[What you should do]: Report how many lines below contain the word "every". Give only the number.

[Task material]:

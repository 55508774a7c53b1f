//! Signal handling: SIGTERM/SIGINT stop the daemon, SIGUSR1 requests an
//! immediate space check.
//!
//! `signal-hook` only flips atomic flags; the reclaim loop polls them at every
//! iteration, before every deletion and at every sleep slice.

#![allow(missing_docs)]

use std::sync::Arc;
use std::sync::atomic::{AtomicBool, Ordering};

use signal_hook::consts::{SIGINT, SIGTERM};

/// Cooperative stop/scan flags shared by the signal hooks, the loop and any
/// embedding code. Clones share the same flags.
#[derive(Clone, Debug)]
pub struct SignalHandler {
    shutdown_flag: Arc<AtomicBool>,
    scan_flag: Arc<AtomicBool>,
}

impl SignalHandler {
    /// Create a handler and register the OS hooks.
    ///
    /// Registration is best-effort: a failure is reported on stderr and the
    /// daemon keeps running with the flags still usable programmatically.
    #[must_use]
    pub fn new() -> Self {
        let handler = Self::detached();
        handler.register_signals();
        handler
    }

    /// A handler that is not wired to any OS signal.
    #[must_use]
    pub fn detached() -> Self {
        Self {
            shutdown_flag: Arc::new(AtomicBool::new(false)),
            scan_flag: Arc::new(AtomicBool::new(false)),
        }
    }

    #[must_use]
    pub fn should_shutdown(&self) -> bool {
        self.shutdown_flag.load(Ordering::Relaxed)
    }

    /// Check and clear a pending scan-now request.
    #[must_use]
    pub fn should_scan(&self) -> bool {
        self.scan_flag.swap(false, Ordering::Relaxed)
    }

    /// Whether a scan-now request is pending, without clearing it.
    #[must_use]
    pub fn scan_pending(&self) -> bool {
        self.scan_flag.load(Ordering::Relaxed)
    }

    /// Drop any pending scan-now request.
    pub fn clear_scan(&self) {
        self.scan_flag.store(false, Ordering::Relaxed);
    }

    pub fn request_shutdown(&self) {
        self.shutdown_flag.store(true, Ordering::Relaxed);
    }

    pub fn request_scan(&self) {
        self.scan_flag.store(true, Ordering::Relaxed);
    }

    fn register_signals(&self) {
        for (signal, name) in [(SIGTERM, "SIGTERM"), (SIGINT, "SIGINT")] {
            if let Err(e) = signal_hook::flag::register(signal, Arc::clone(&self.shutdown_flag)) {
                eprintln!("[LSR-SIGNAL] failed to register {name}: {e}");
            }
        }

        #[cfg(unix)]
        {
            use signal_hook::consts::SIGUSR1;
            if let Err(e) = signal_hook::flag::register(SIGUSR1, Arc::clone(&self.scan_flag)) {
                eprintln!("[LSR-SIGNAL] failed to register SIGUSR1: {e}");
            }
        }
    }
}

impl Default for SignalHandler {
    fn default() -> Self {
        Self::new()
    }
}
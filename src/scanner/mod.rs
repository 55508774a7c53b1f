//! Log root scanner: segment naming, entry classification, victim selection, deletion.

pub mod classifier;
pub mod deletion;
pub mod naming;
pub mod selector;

==

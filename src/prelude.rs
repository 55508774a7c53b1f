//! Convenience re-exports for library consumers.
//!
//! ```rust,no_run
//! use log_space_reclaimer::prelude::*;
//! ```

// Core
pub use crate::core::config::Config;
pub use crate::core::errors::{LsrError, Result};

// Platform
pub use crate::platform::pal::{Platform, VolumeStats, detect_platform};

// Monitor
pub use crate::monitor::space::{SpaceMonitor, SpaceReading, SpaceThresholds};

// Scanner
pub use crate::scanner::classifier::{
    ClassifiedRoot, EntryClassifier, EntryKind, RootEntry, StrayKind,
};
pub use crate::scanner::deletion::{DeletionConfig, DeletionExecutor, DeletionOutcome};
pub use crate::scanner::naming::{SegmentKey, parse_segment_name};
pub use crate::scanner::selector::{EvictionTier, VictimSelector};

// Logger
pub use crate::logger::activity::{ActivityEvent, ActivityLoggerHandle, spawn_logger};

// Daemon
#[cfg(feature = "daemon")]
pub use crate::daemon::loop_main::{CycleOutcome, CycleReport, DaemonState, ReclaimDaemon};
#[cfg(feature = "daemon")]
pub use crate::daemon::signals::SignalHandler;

[Worked solution]: 2